▼
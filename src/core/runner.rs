//! The pre-commit run.
//!
//! Environment check, collection, rule checks, test gate, in that order. The
//! runner owns the decision whether the commit may proceed.

use crate::config::Config;
use crate::core::collector::{self, ProjectFileSet};
use crate::core::detector::{Detector, Environment};
use crate::core::error::{Error, Result};
use crate::core::executor::CommandRunner;
use crate::core::gate::{AnswerSource, GateOutcome, TestGate};
use crate::core::reporter::{Level, Reporter};
use crate::core::rules::{self, Finding, Severity};
use std::io::Write;
use std::path::Path;
use std::process::ExitCode;

/// Counts of findings by severity.
#[derive(Debug, Clone, Copy, Default, PartialEq, Eq)]
pub struct FindingCounts {
    /// Warning-severity findings.
    pub warnings: usize,
    /// Error-severity findings.
    pub errors: usize,
}

impl FindingCounts {
    /// Tallies `findings`.
    #[must_use]
    pub fn tally(findings: &[Finding<'_>]) -> Self {
        findings
            .iter()
            .fold(Self::default(), |mut counts, finding| {
                match finding.severity() {
                    Severity::Warning => counts.warnings += 1,
                    Severity::Error => counts.errors += 1,
                }
                counts
            })
    }

    /// Total number of findings.
    #[must_use]
    pub const fn total(&self) -> usize {
        self.warnings + self.errors
    }
}

/// What a run did.
#[derive(Debug, Clone, PartialEq, Eq)]
pub struct RunOutcome {
    /// Result of the environment check.
    pub environment: Environment,
    /// Number of collected files.
    pub files: usize,
    /// Findings by severity.
    pub findings: FindingCounts,
    /// Final state of the test gate; `None` when the run was skipped early.
    pub gate: Option<GateOutcome>,
    /// Whether error findings block the commit.
    pub block_on_error: bool,
}

impl RunOutcome {
    fn skipped(environment: Environment) -> Self {
        Self {
            environment,
            files: 0,
            findings: FindingCounts::default(),
            gate: None,
            block_on_error: false,
        }
    }

    /// Returns true if the commit may proceed.
    #[must_use]
    pub fn success(&self) -> bool {
        let tests_failed = self.gate.as_ref().is_some_and(GateOutcome::is_failure);
        let blocked_by_findings = self.block_on_error && self.findings.errors > 0;
        !tests_failed && !blocked_by_findings
    }

    /// Process exit code: 0 to commit, 1 to abort.
    #[must_use]
    pub fn exit_code(&self) -> ExitCode {
        if self.success() {
            ExitCode::SUCCESS
        } else {
            ExitCode::FAILURE
        }
    }
}

/// Collaborators a run talks to.
pub struct Runner<'a, W: Write> {
    config: &'a Config,
    reporter: &'a mut Reporter<W>,
    answers: &'a mut dyn AnswerSource,
    commands: &'a dyn CommandRunner,
}

impl<W: Write> std::fmt::Debug for Runner<'_, W> {
    fn fmt(&self, f: &mut std::fmt::Formatter<'_>) -> std::fmt::Result {
        f.debug_struct("Runner")
            .field("root", &self.config.project.root)
            .finish_non_exhaustive()
    }
}

impl<'a, W: Write> Runner<'a, W> {
    /// Creates a runner.
    pub fn new(
        config: &'a Config,
        reporter: &'a mut Reporter<W>,
        answers: &'a mut dyn AnswerSource,
        commands: &'a dyn CommandRunner,
    ) -> Self {
        Self {
            config,
            reporter,
            answers,
            commands,
        }
    }

    /// Runs the whole gate.
    pub fn run(&mut self) -> Result<RunOutcome> {
        let root = self.config.project.root.as_path();

        // An unreadable root is fatal even when the environment check would skip the run.
        std::fs::read_dir(root).map_err(|source| Error::Walk {
            path: root.to_path_buf(),
            source,
        })?;

        let environment = Detector::new(&self.config.environment).detect(self.commands, root);
        if let Environment::Unsupported(ref reason) = environment {
            self.reporter.line(
                &format!("{reason} (skipping pre-commit checks)"),
                Level::Warning,
            )?;
            return Ok(RunOutcome::skipped(environment));
        }

        let files = self.collect(root)?;
        let findings = self.scan(&files)?;

        let project_name = project_name(root);
        let gate = TestGate::new(&self.config.tests, root, &project_name)
            .run(self.reporter, self.answers, self.commands)?;

        let outcome = RunOutcome {
            environment,
            files: files.len(),
            findings,
            gate: Some(gate),
            block_on_error: self.config.policy.block_on_error,
        };

        if outcome.block_on_error && outcome.findings.errors > 0 {
            self.reporter.line(
                &format!(
                    "Commit blocked: {} error finding(s).",
                    outcome.findings.errors
                ),
                Level::Error,
            )?;
        }

        tracing::info!(
            files = outcome.files,
            warnings = outcome.findings.warnings,
            errors = outcome.findings.errors,
            success = outcome.success(),
            "pre-commit run finished"
        );
        Ok(outcome)
    }

    /// Collects project files and reports how many were found.
    pub fn collect(&mut self, root: &Path) -> Result<ProjectFileSet> {
        let project = &self.config.project;
        let files = collector::collect(root, &project.extensions, &project.exclude)?;
        self.reporter
            .line(&format!("Found {} project files", files.len()), Level::Plain)?;
        Ok(files)
    }

    /// Applies every configured rule to `files`, reporting each finding.
    pub fn scan(&mut self, files: &ProjectFileSet) -> Result<FindingCounts> {
        let findings = rules::check_all(files, &self.config.rules);
        for finding in &findings {
            self.reporter.finding(finding)?;
        }
        Ok(FindingCounts::tally(&findings))
    }
}

/// Display name for the project: the root's directory name, capitalised.
#[must_use]
pub fn project_name(root: &Path) -> String {
    let name = std::fs::canonicalize(root)
        .ok()
        .and_then(|p| p.file_name().map(|n| n.to_string_lossy().into_owned()))
        .unwrap_or_else(|| "project".to_string());

    let mut chars = name.chars();
    chars.next().map_or_else(String::new, |first| {
        first.to_uppercase().chain(chars).collect()
    })
}
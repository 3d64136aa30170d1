//! Command Module
//!
//! Receives decoded commands, executes them against the store and returns
//! the reply to write back.
//!
//! ```text
//! Client Request
//!       │
//!       ▼
//! ┌─────────────────┐
//! │  FrameDecoder   │  (protocol module)
//! └────────┬────────┘
//!          │ Command
//!          ▼
//! ┌─────────────────┐
//! │   Dispatcher    │  (this module)
//! │  - match verb   │
//! │  - check arity  │
//! └────────┬────────┘
//!          │
//!          ▼
//! ┌─────────────────┐
//! │      Store      │  (storage module)
//! └─────────────────┘
//! ```
//!
//! ## Supported Commands
//!
//! - `PING [...]`
//! - `ECHO message`
//! - `SET key value`
//! - `GET key`

pub mod dispatcher;
pub mod error;

pub use dispatcher::Dispatcher;
pub use error::CommandError;
//! Storage Module
//!
//! The only state shared between connections. One [`Store`] is built at
//! startup and passed by `Arc` to every command dispatcher.
//!
//! ```text
//! ┌───────────┐  ┌───────────┐  ┌───────────┐
//! │ Session 1 │  │ Session 2 │  │ Session N │
//! └─────┬─────┘  └─────┬─────┘  └─────┬─────┘
//!       │ SET (write)  │ GET (read)   │
//!       ▼              ▼              ▼
//! ┌─────────────────────────────────────────┐
//! │   Store: RwLock<HashMap<Bytes, Bytes>>  │
//! └─────────────────────────────────────────┘
//! ```

pub mod store;

pub use store::{Store, StoreStats};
▲
What is wanted is the complete set of entries, returned verbatim.

§ Solution to the problem:
filename src/core/runner.rs
//! The pre-commit run.
//!
//! Environment check, collection, rule checks, test gate, in that order. The
//! runner owns the decision whether the commit may proceed.

use crate::config::Config;
use crate::core::collector::{self, ProjectFileSet};
use crate::core::detector::{Detector, Environment};
use crate::core::error::{Error, Result};
use crate::core::executor::CommandRunner;
use crate::core::gate::{AnswerSource, GateOutcome, TestGate};
use crate::core::reporter::{Level, Reporter};
use crate::core::rules::{self, Finding, Severity};
use std::io::Write;
use std::path::Path;
use std::process::ExitCode;

/// Counts of findings by severity.
#[derive(Debug, Clone, Copy, Default, PartialEq, Eq)]
pub struct FindingCounts {
    /// Warning-severity findings.
    pub warnings: usize,
    /// Error-severity findings.
    pub errors: usize,
}

impl FindingCounts {
    /// Tallies `findings`.
    #[must_use]
    pub fn tally(findings: &[Finding<'_>]) -> Self {
        findings
            .iter()
            .fold(Self::default(), |mut counts, finding| {
                match finding.severity() {
                    Severity::Warning => counts.warnings += 1,
                    Severity::Error => counts.errors += 1,
                }
                counts
            })
    }

    /// Total number of findings.
    #[must_use]
    pub const fn total(&self) -> usize {
        self.warnings + self.errors
    }
}

/// What a run did.
#[derive(Debug, Clone, PartialEq, Eq)]
pub struct RunOutcome {
    /// Result of the environment check.
    pub environment: Environment,
    /// Number of collected files.
    pub files: usize,
    /// Findings by severity.
    pub findings: FindingCounts,
    /// Final state of the test gate; `None` when the run was skipped early.
    pub gate: Option<GateOutcome>,
    /// Whether error findings block the commit.
    pub block_on_error: bool,
}

impl RunOutcome {
    fn skipped(environment: Environment) -> Self {
        Self {
            environment,
            files: 0,
            findings: FindingCounts::default(),
            gate: None,
            block_on_error: false,
        }
    }

    /// Returns true if the commit may proceed.
    #[must_use]
    pub fn success(&self) -> bool {
        let tests_failed = self.gate.as_ref().is_some_and(GateOutcome::is_failure);
        let blocked_by_findings = self.block_on_error && self.findings.errors > 0;
        !tests_failed && !blocked_by_findings
    }

    /// Process exit code: 0 to commit, 1 to abort.
    #[must_use]
    pub fn exit_code(&self) -> ExitCode {
        if self.success() {
            ExitCode::SUCCESS
        } else {
            ExitCode::FAILURE
        }
    }
}

/// Collaborators a run talks to.
pub struct Runner<'a, W: Write> {
    config: &'a Config,
    reporter: &'a mut Reporter<W>,
    answers: &'a mut dyn AnswerSource,
    commands: &'a dyn CommandRunner,
}

impl<W: Write> std::fmt::Debug for Runner<'_, W> {
    fn fmt(&self, f: &mut std::fmt::Formatter<'_>) -> std::fmt::Result {
        f.debug_struct("Runner")
            .field("root", &self.config.project.root)
            .finish_non_exhaustive()
    }
}

impl<'a, W: Write> Runner<'a, W> {
    /// Creates a runner.
    pub fn new(
        config: &'a Config,
        reporter: &'a mut Reporter<W>,
        answers: &'a mut dyn AnswerSource,
        commands: &'a dyn CommandRunner,
    ) -> Self {
        Self {
            config,
            reporter,
            answers,
            commands,
        }
    }

    /// Runs the whole gate.
    pub fn run(&mut self) -> Result<RunOutcome> {
        let root = self.config.project.root.as_path();

        // An unreadable root is fatal even when the environment check would skip the run.
        std::fs::read_dir(root).map_err(|source| Error::Walk {
            path: root.to_path_buf(),
            source,
        })?;

        let environment = Detector::new(&self.config.environment).detect(self.commands, root);
        if let Environment::Unsupported(ref reason) = environment {
            self.reporter.line(
                &format!("{reason} (skipping pre-commit checks)"),
                Level::Warning,
            )?;
            return Ok(RunOutcome::skipped(environment));
        }

        let files = self.collect(root)?;
        let findings = self.scan(&files)?;

        let project_name = project_name(root);
        let gate = TestGate::new(&self.config.tests, root, &project_name)
            .run(self.reporter, self.answers, self.commands)?;

        let outcome = RunOutcome {
            environment,
            files: files.len(),
            findings,
            gate: Some(gate),
            block_on_error: self.config.policy.block_on_error,
        };

        if outcome.block_on_error && outcome.findings.errors > 0 {
            self.reporter.line(
                &format!(
                    "Commit blocked: {} error finding(s).",
                    outcome.findings.errors
                ),
                Level::Error,
            )?;
        }

        tracing::info!(
            files = outcome.files,
            warnings = outcome.findings.warnings,
            errors = outcome.findings.errors,
            success = outcome.success(),
            "pre-commit run finished"
        );
        Ok(outcome)
    }

    /// Collects project files and reports how many were found.
    pub fn collect(&mut self, root: &Path) -> Result<ProjectFileSet> {
        let project = &self.config.project;
        let files = collector::collect(root, &project.extensions, &project.exclude)?;
        self.reporter
            .line(&format!("Found {} project files", files.len()), Level::Plain)?;
        Ok(files)
    }

    /// Applies every configured rule to `files`, reporting each finding.
    pub fn scan(&mut self, files: &ProjectFileSet) -> Result<FindingCounts> {
        let findings = rules::check_all(files, &self.config.rules);
        for finding in &findings {
            self.reporter.finding(finding)?;
        }
        Ok(FindingCounts::tally(&findings))
    }
}

/// Display name for the project: the root's directory name, capitalised.
#[must_use]
pub fn project_name(root: &Path) -> String {
    let name = std::fs::canonicalize(root)
        .ok()
        .and_then(|p| p.file_name().map(|n| n.to_string_lossy().into_owned()))
        .unwrap_or_else(|| "project".to_string());

    let mut chars = name.chars();
    chars.next().map_or_else(String::new, |first| {
        first.to_uppercase().chain(chars).collect()
    })
}
repository 3d64136aa30170d1
//! Command Module
//!
//! Receives decoded commands, executes them against the store and returns
//! the reply to write back.
//!
//! ```text
//! Client Request
//!       │
//!       ▼
//! ┌─────────────────┐
//! │  FrameDecoder   │  (protocol module)
//! └────────┬────────┘
//!          │ Command
//!          ▼
//! ┌─────────────────┐
//! │   Dispatcher    │  (this module)
//! │  - match verb   │
//! │  - check arity  │
//! └────────┬────────┘
//!          │
//!          ▼
//! ┌─────────────────┐
//! │      Store      │  (storage module)
//! └─────────────────┘
//! ```
//!
//! ## Supported Commands
//!
//! - `PING [...]`
//! - `ECHO message`
//! - `SET key value`
//! - `GET key`

pub mod dispatcher;
pub mod error;

pub use dispatcher::Dispatcher;
pub use error::CommandError;
//! Storage Module
//!
//! The only state shared between connections. One [`Store`] is built at
//! startup and passed by `Arc` to every command dispatcher.
//!
//! ```text
//! ┌───────────┐  ┌───────────┐  ┌───────────┐
//! │ Session 1 │  │ Session 2 │  │ Session N │
//! └─────┬─────┘  └─────┬─────┘  └─────┬─────┘
//!       │ SET (write)  │ GET (read)   │
//!       ▼              ▼              ▼
//! ┌─────────────────────────────────────────┐
//! │   Store: RwLock<HashMap<Bytes, Bytes>>  │
//! └─────────────────────────────────────────┘
//! ```

pub mod store;

pub use store::{Store, StoreStats};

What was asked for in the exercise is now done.